According to We translator Natasha Randall, Orwell believed that Huxley was
lying. Kurt Vonnegut said that in writing Player Piano (1952) he "cheerfully
ripped off the plot of Brave New World, whose plot had been cheerfully ripped
off from Yevgeny Zamyatin's We.""[1]

If Huxley hadn't read We he was def. channeling Zamyatin's aura somehow or
another.

Vonnegut is too hard on himself saying Player Piano was a rip off of Brave New
World. It is great in it's own right.

[1]<http://en.wikipedia.org/wiki/We_(novel)>

------
hjkl
This comic rings mostly true for me, but I disagree a bit with the claim that
information in 1984 was restricted; Good information was hard to find, but if
I recall correctly, bad information was abundant.

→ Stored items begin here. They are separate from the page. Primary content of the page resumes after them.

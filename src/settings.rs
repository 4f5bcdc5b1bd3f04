//! Persisted page preferences.
//!
//! Values live in a flat string key/value store, the page's equivalent of
//! browser local storage. [`Settings`] is the only reader and writer: every
//! key has one typed accessor that parses the stored string and falls back
//! to a documented default when the value is missing or malformed.
//!
//! | Key                  | Values                      | Default                 |
//! |----------------------|-----------------------------|-------------------------|
//! | `docs.sidebar`       | `open`, `collapsed`         | open                    |
//! | `docs.sidebar-width` | pixels, 200-400             | measured initial width  |
//! | `docs.font-size`     | percent, 80-150, step 10    | 100                     |
//! | `theme`              | `light`, `dark`             | system preference       |
//! | `layout`             | `layout1`..`layout3`        | `layout1`               |

use crate::error::Result;
use crate::page_layout::Layout;
use crate::sidebar::{MAX_WIDTH_PX, MIN_WIDTH_PX};
use crate::theme::Theme;
use std::collections::{BTreeMap, HashMap};
use std::fs;
use std::path::{Path, PathBuf};

/// Sidebar open/collapsed flag.
pub const SIDEBAR_KEY: &str = "docs.sidebar";
/// Sidebar width in pixels.
pub const SIDEBAR_WIDTH_KEY: &str = "docs.sidebar-width";
/// Font size percentage.
pub const FONT_SIZE_KEY: &str = "docs.font-size";
/// Theme name.
pub const THEME_KEY: &str = "theme";
/// Layout name.
pub const LAYOUT_KEY: &str = "layout";

/// Default font size percentage.
pub const DEFAULT_FONT_SIZE: u32 = 100;
/// Smallest font size percentage.
pub const MIN_FONT_SIZE: u32 = 80;
/// Largest font size percentage.
pub const MAX_FONT_SIZE: u32 = 150;
/// Font size change per step.
pub const FONT_SIZE_STEP: u32 = 10;

/// Raw string storage behind [`Settings`].
pub trait KeyValueStore {
    /// Stored value for `key`.
    fn get(&self, key: &str) -> Option<String>;
    /// Stores `value` under `key`.
    ///
    /// # Errors
    ///
    /// Returns an error if the value cannot be persisted.
    fn set(&mut self, key: &str, value: &str) -> Result<()>;
}

#[derive(Debug, Default)]
/// Store kept in memory only.
pub struct MemoryStore {
    values: HashMap<String, String>,
}

impl MemoryStore {
    #[must_use]
    /// Creates an empty store.
    pub fn new() -> Self {
        Self::default()
    }

    #[must_use]
    /// Creates a store holding `entries`.
    pub fn with_entries<'a>(entries: impl IntoIterator<Item = (&'a str, &'a str)>) -> Self {
        Self {
            values: entries
                .into_iter()
                .map(|(k, v)| (k.to_string(), v.to_string()))
                .collect(),
        }
    }
}

impl KeyValueStore for MemoryStore {
    fn get(&self, key: &str) -> Option<String> {
        self.values.get(key).cloned()
    }

    fn set(&mut self, key: &str, value: &str) -> Result<()> {
        self.values.insert(key.to_string(), value.to_string());
        Ok(())
    }
}

#[derive(Debug)]
/// Store backed by a JSON object on disk, rewritten on every change.
pub struct FileStore {
    path: PathBuf,
    values: BTreeMap<String, String>,
}

impl FileStore {
    /// Opens the store at `path`.
    ///
    /// A missing file starts empty. A file that is not a JSON object of
    /// strings is ignored with a warning and replaced on the next write.
    ///
    /// # Errors
    ///
    /// Returns an error if the file exists but cannot be read.
    pub fn open(path: impl AsRef<Path>) -> Result<Self> {
        let path = path.as_ref().to_path_buf();
        let values = match fs::read_to_string(&path) {
            Ok(contents) => serde_json::from_str(&contents).unwrap_or_else(|e| {
                tracing::warn!(path = %path.display(), error = %e, "ignoring unreadable settings");
                BTreeMap::new()
            }),
            Err(e) if e.kind() == std::io::ErrorKind::NotFound => BTreeMap::new(),
            Err(e) => return Err(e.into()),
        };
        Ok(Self { path, values })
    }

    #[must_use]
    /// Location of the backing file.
    pub fn path(&self) -> &Path {
        &self.path
    }
}

impl KeyValueStore for FileStore {
    fn get(&self, key: &str) -> Option<String> {
        self.values.get(key).cloned()
    }

    fn set(&mut self, key: &str, value: &str) -> Result<()> {
        self.values.insert(key.to_string(), value.to_string());
        let json = serde_json::to_string_pretty(&self.values)?;
        fs::write(&self.path, json)?;
        Ok(())
    }
}

/// Typed access to the persisted preferences.
pub struct Settings {
    store: Box<dyn KeyValueStore>,
}

impl Settings {
    #[must_use]
    /// Wraps a key/value store.
    pub fn new(store: impl KeyValueStore + 'static) -> Self {
        Self {
            store: Box::new(store),
        }
    }

    #[must_use]
    /// Settings held in memory only.
    pub fn in_memory() -> Self {
        Self::new(MemoryStore::new())
    }

    #[must_use]
    /// Raw stored value, bypassing parsing.
    pub fn raw(&self, key: &str) -> Option<String> {
        self.store.get(key)
    }

    fn parsed<T>(&self, key: &str, parse: impl FnOnce(&str) -> Option<T>) -> Option<T> {
        let raw = self.store.get(key)?;
        let value = parse(raw.trim());
        if value.is_none() {
            tracing::warn!(key, value = %raw, "ignoring malformed setting");
        }
        value
    }

    fn persist(&mut self, key: &str, value: &str) {
        if let Err(e) = self.store.set(key, value) {
            tracing::warn!(key, error = %e, "failed to persist setting");
        }
    }

    #[must_use]
    /// Whether the desktop sidebar was left collapsed. Defaults to open.
    pub fn sidebar_collapsed(&self) -> bool {
        self.parsed(SIDEBAR_KEY, |v| match v {
            "collapsed" => Some(true),
            "open" => Some(false),
            _ => None,
        })
        .unwrap_or(false)
    }

    /// Persists the desktop sidebar state.
    pub fn set_sidebar_collapsed(&mut self, collapsed: bool) {
        self.persist(SIDEBAR_KEY, if collapsed { "collapsed" } else { "open" });
    }

    #[must_use]
    /// Saved sidebar width, clamped to the allowed range. `None` when
    /// nothing valid is stored, meaning the measured width stays.
    pub fn sidebar_width(&self) -> Option<u32> {
        self.parsed(SIDEBAR_WIDTH_KEY, |v| {
            v.trim_end_matches("px").parse::<u32>().ok()
        })
        .map(|w| w.clamp(MIN_WIDTH_PX, MAX_WIDTH_PX))
    }

    /// Persists the sidebar width.
    pub fn set_sidebar_width(&mut self, width_px: u32) {
        self.persist(SIDEBAR_WIDTH_KEY, &width_px.to_string());
    }

    #[must_use]
    /// Saved font size percentage, or 100 when missing or out of range.
    pub fn font_size(&self) -> u32 {
        self.parsed(FONT_SIZE_KEY, |v| {
            v.parse::<u32>()
                .ok()
                .filter(|s| (MIN_FONT_SIZE..=MAX_FONT_SIZE).contains(s))
        })
        .unwrap_or(DEFAULT_FONT_SIZE)
    }

    /// Persists the font size percentage.
    pub fn set_font_size(&mut self, percent: u32) {
        self.persist(FONT_SIZE_KEY, &percent.to_string());
    }

    #[must_use]
    /// Saved theme; `None` means follow the system preference.
    pub fn theme(&self) -> Option<Theme> {
        self.parsed(THEME_KEY, |v| v.parse().ok())
    }

    /// Persists the theme.
    pub fn set_theme(&mut self, theme: Theme) {
        self.persist(THEME_KEY, theme.as_str());
    }

    #[must_use]
    /// Saved layout, or `layout1`.
    pub fn layout(&self) -> Layout {
        self.parsed(LAYOUT_KEY, |v| v.parse().ok()).unwrap_or_default()
    }

    /// Persists the layout.
    pub fn set_layout(&mut self, layout: Layout) {
        self.persist(LAYOUT_KEY, layout.as_str());
    }
}

#[cfg(test)]
#[path = "tests/settings.rs"]
mod tests;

For example, even when Winston begins to realize that he's being fed B.S.
information by the government, the book he reads for "real" information is
also (probably) filled with lies. I find this point to be especially poignant
today as some niche alternative news outlets (such as conspiracy theory web
sites) are as inaccurate as the outlets they seek to criticize.

------
igravious
Francis Fukayama made this very same assertion years ago in an essay in The
Times Literary Supplement or The New York Review of Books. I remember reading
this maybe six, seven years ago and his assertion was that the Huxlean(?) view
of the future and not the Orwellian view of the future was coming to pass. I
thought that it gelled with his capitalistic view of the world in general.
It's a futile debate because clearly our present world exhibits traits from
both of Huxley's and Orwell's imaginings. Arguably Orwell was by far the
superior craftsman and wordsmith which is why I think his images carry more
weight and are more current. Their visions are both culturally very important
and this kind of "who's better?" malarky is ... um, malarky! Like I said
before Eric Blair to Tony Blair in < 50 years ftw!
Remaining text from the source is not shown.